Collected data:
════════
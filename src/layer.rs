//! Render layer: compiles the scene into per-frame draw sequences and runs
//! them through the pipeline cache into a glyph image.

use std::cmp::Reverse;
use std::collections::BTreeMap;

use bitflags::bitflags;
use glam::{Mat4, UVec2};
use tracing::error;

use crate::camera::{Camera, Frustum};
use crate::light::{Light, LightSample};
use crate::renderable::{LodState, Renderable};
use crate::rendering::{
    GlyphCell, GlyphImage, PipelineCache, PipelineId, PixelBuffer, Subscriber,
};
use crate::scene::{Level, SceneNode};

/// Camera slot used when a layer has no camera bound: a compiled-on-demand
/// orthographic camera mapping world units to pixels.
pub const FALLBACK_CAMERA: usize = usize::MAX;

bitflags! {
    /// How a layer orders its draws.
    #[derive(Clone, Copy, Debug, PartialEq, Eq)]
    pub struct LayerStyle: u8 {
        /// Preserve scene-hierarchy order instead of batching by pipeline.
        /// Pipelines default to depth-test off under this style.
        const HIERARCHICAL = 1 << 0;
        /// Iterate every observable camera level, largest octave first.
        const MULTILEVEL = 1 << 1;
        /// Sort batched subscribers back-to-front by view-space depth.
        const SORTED = 1 << 2;
    }
}

impl Default for LayerStyle {
    fn default() -> Self {
        LayerStyle::MULTILEVEL
    }
}

/// Batched draws: camera, then level (descending), then pipeline, each with
/// its subscriber list. Relative order inside a bucket is compile order.
pub type BatchSequence =
    BTreeMap<usize, BTreeMap<Reverse<Level>, BTreeMap<PipelineId, Vec<Subscriber>>>>;

/// Hierarchical draws: camera, then level (descending), then the exact
/// (pipeline, subscriber) order produced by the scene traversal.
pub type HierarchicalSequence =
    BTreeMap<usize, BTreeMap<Reverse<Level>, Vec<(PipelineId, Subscriber)>>>;

pub struct Layer {
    pub style: LayerStyle,
    pub cameras: Vec<Camera>,
    pub renderables: Vec<Renderable>,
    pub lights: Vec<Light>,

    index: usize,
    fallback: Camera,
    batch: BatchSequence,
    hierarchy: HierarchicalSequence,
    /// Cross-pipeline occlusion buffer, cleared between levels.
    depth: PixelBuffer<f32>,
    image: GlyphImage,
    light_samples: Vec<LightSample>,
}

impl Layer {
    pub fn new(index: usize, style: LayerStyle) -> Self {
        Layer {
            style,
            cameras: Vec::new(),
            renderables: Vec::new(),
            lights: Vec::new(),
            index,
            fallback: Camera::orthographic(),
            batch: BatchSequence::new(),
            hierarchy: HierarchicalSequence::new(),
            depth: PixelBuffer::new(0, 0, 1.0),
            image: GlyphImage::new(0, 0),
            light_samples: Vec::new(),
        }
    }

    pub fn index(&self) -> usize {
        self.index
    }

    pub fn image(&self) -> &GlyphImage {
        &self.image
    }

    pub fn batch(&self) -> &BatchSequence {
        &self.batch
    }

    pub fn hierarchy(&self) -> &HierarchicalSequence {
        &self.hierarchy
    }

    /// Frame setup: match buffers to the surface resolution and wipe them.
    pub fn prepare(&mut self, resolution: UVec2) {
        let resolution = resolution.max(UVec2::ONE);
        let w = resolution.x as usize;
        let h = resolution.y as usize;
        self.depth.resize(w, h, 1.0);
        self.depth.fill(1.0);
        self.image.resize(w, h);
        self.image.fill(GlyphCell::default());
    }

    fn camera(&self, id: usize) -> &Camera {
        if id == FALLBACK_CAMERA {
            &self.fallback
        } else {
            &self.cameras[id]
        }
    }

    /// Compile the scene into draw sequences. Cameras are compiled first;
    /// without any, the fallback orthographic camera observes the default
    /// level. Multilevel layers walk each camera's observable range from
    /// the largest octave down.
    ///
    /// Pipeline buffers are shared across layers; resetting them here
    /// gives every layer a clean slate and sizes pipelines created during
    /// compilation.
    pub fn generate(
        &mut self,
        scene: &SceneNode,
        resolution: UVec2,
        pipelines: &mut PipelineCache,
    ) {
        self.batch.clear();
        self.hierarchy.clear();
        pipelines.resize_and_clear(resolution);

        for camera in &mut self.cameras {
            camera.compile(resolution);
        }
        self.fallback.compile(resolution);
        self.light_samples = self.lights.iter().filter_map(Light::sample).collect();

        if self.cameras.is_empty() {
            self.compile_level(FALLBACK_CAMERA, Level::DEFAULT, scene, pipelines);
        } else {
            for cam_id in 0..self.cameras.len() {
                if self.style.contains(LayerStyle::MULTILEVEL) {
                    let range = self.cameras[cam_id].observable_range;
                    for level in range.iter_descending() {
                        self.compile_level(cam_id, level, scene, pipelines);
                    }
                } else if self.cameras[cam_id]
                    .observable_range
                    .contains(Level::DEFAULT)
                {
                    self.compile_level(cam_id, Level::DEFAULT, scene, pipelines);
                }
            }
        }

        if self.style.contains(LayerStyle::SORTED)
            && !self.style.contains(LayerStyle::HIERARCHICAL)
        {
            self.sort_batches();
        }
    }

    fn compile_level(
        &mut self,
        cam_id: usize,
        level: Level,
        scene: &SceneNode,
        pipelines: &mut PipelineCache,
    ) {
        let view = self.camera(cam_id).view_transform(level);
        let frustum = {
            let cam = self.camera(cam_id);
            Frustum::from_view_projection(&(cam.projection() * view))
        };

        if self.style.contains(LayerStyle::HIERARCHICAL) {
            let own = self.index;
            let mut order = Vec::new();
            scene.walk(&mut |r| {
                if r.layer == own {
                    order.push(r.index);
                }
            });
            for index in order {
                if index < self.renderables.len() {
                    self.compile_instances(cam_id, level, &view, &frustum, index, pipelines);
                }
            }
        } else {
            for index in 0..self.renderables.len() {
                self.compile_instances(cam_id, level, &view, &frustum, index, pipelines);
            }
        }
    }

    fn compile_instances(
        &mut self,
        cam_id: usize,
        level: Level,
        view: &Mat4,
        frustum: &Frustum,
        index: usize,
        pipelines: &mut PipelineCache,
    ) {
        if self.renderables[index].instances.is_empty() {
            // Instance-less content draws once, untransformed, at the
            // default level only.
            if level == Level::DEFAULT {
                self.commit(cam_id, level, view, Mat4::IDENTITY, None, index, pipelines);
            }
            return;
        }

        for i in 0..self.renderables[index].instances.len() {
            let instance = self.renderables[index].instances[i];
            if instance.level != level {
                continue;
            }
            if let Some(radius) = instance.bounding_radius {
                let center = instance.transform.w_axis.truncate();
                if !frustum.contains_sphere(center, radius) {
                    continue;
                }
            }
            self.commit(
                cam_id,
                level,
                view,
                instance.transform,
                instance.color,
                index,
                pipelines,
            );
        }
    }

    fn commit(
        &mut self,
        cam_id: usize,
        level: Level,
        view: &Mat4,
        transform: Mat4,
        tint: Option<crate::rendering::Rgba>,
        index: usize,
        pipelines: &mut PipelineCache,
    ) {
        let lod = LodState { level, view: *view, model: transform };
        let style = self.style;
        let renderable = &mut self.renderables[index];
        let Some(pipeline) = renderable.pipeline_for(&lod, style, pipelines) else {
            return;
        };
        let geometry = renderable.geometry_for(&lod);
        let texture = renderable.texture_for(&lod);
        let mut color = renderable.color;
        if let Some(tint) = tint {
            color = color.modulate(tint);
        }
        let subscriber = Subscriber { color, transform, geometry, texture };

        if style.contains(LayerStyle::HIERARCHICAL) {
            self.hierarchy
                .entry(cam_id)
                .or_default()
                .entry(Reverse(level))
                .or_default()
                .push((pipeline, subscriber));
        } else {
            self.batch
                .entry(cam_id)
                .or_default()
                .entry(Reverse(level))
                .or_default()
                .entry(pipeline)
                .or_default()
                .push(subscriber);
        }
    }

    /// Back-to-front ordering within each batched bucket.
    fn sort_batches(&mut self) {
        let mut batch = std::mem::take(&mut self.batch);
        for (&cam_id, levels) in batch.iter_mut() {
            for (&Reverse(level), pipes) in levels.iter_mut() {
                let view = self.camera(cam_id).view_transform(level);
                for subscribers in pipes.values_mut() {
                    subscribers.sort_by(|a, b| {
                        // View space looks down -Z; larger distance first.
                        let da = -(view * a.transform.w_axis).z;
                        let db = -(view * b.transform.w_axis).z;
                        db.total_cmp(&da)
                    });
                }
            }
        }
        self.batch = batch;
    }

    /// Run the compiled sequences. Levels are drawn largest octave first
    /// and the occlusion buffer is cleared at every level boundary except
    /// the last, so depth never leaks between octaves.
    pub fn render(&mut self, pipelines: &mut PipelineCache) {
        if self.style.contains(LayerStyle::HIERARCHICAL) {
            self.render_hierarchical(pipelines);
        } else {
            self.render_batched(pipelines);
        }
    }

    fn render_batched(&mut self, pipelines: &mut PipelineCache) {
        let batch = std::mem::take(&mut self.batch);
        for (&cam_id, levels) in &batch {
            let level_count = levels.len();
            for (i, (&Reverse(level), pipes)) in levels.iter().enumerate() {
                let projected_view = {
                    let cam = self.camera(cam_id);
                    cam.projection() * cam.view_transform(level)
                };
                for (&pipeline_id, subscribers) in pipes {
                    let pipeline = pipelines.get_mut(pipeline_id);
                    for subscriber in subscribers {
                        pipeline.render(
                            &mut self.depth,
                            &projected_view,
                            subscriber,
                            &self.light_samples,
                        );
                    }
                    if let Err(e) = pipeline.assemble(&mut self.image) {
                        error!("glyph assembly failed: {e}");
                    }
                }
                if i + 1 != level_count {
                    // Neither occlusion nor pixel residue may cross the
                    // level boundary; assembly already captured this level.
                    self.depth.fill(1.0);
                    pipelines.clear_all();
                }
            }
        }
        self.batch = batch;
    }

    fn render_hierarchical(&mut self, pipelines: &mut PipelineCache) {
        let hierarchy = std::mem::take(&mut self.hierarchy);
        for (&cam_id, levels) in &hierarchy {
            let level_count = levels.len();
            for (i, (&Reverse(level), draws)) in levels.iter().enumerate() {
                let projected_view = {
                    let cam = self.camera(cam_id);
                    cam.projection() * cam.view_transform(level)
                };
                // Assembly runs per draw so later draws paint over earlier
                // ones in authored order.
                for (pipeline_id, subscriber) in draws {
                    let pipeline = pipelines.get_mut(*pipeline_id);
                    pipeline.render(
                        &mut self.depth,
                        &projected_view,
                        subscriber,
                        &self.light_samples,
                    );
                    if let Err(e) = pipeline.assemble(&mut self.image) {
                        error!("glyph assembly failed: {e}");
                    }
                }
                if i + 1 != level_count {
                    self.depth.fill(1.0);
                    pipelines.clear_all();
                }
            }
        }
        self.hierarchy = hierarchy;
    }
}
════════
TASK DETAILS:
Which lines in the records above contain the word "resolution"? Return each of them.

SOLUTION FOR THIS EXERCISE:
    /// Frame setup: match buffers to the surface resolution and wipe them.
    pub fn prepare(&mut self, resolution: UVec2) {
        let resolution = resolution.max(UVec2::ONE);
        let w = resolution.x as usize;
        let h = resolution.y as usize;
        resolution: UVec2,
        pipelines.resize_and_clear(resolution);
            camera.compile(resolution);
        self.fallback.compile(resolution);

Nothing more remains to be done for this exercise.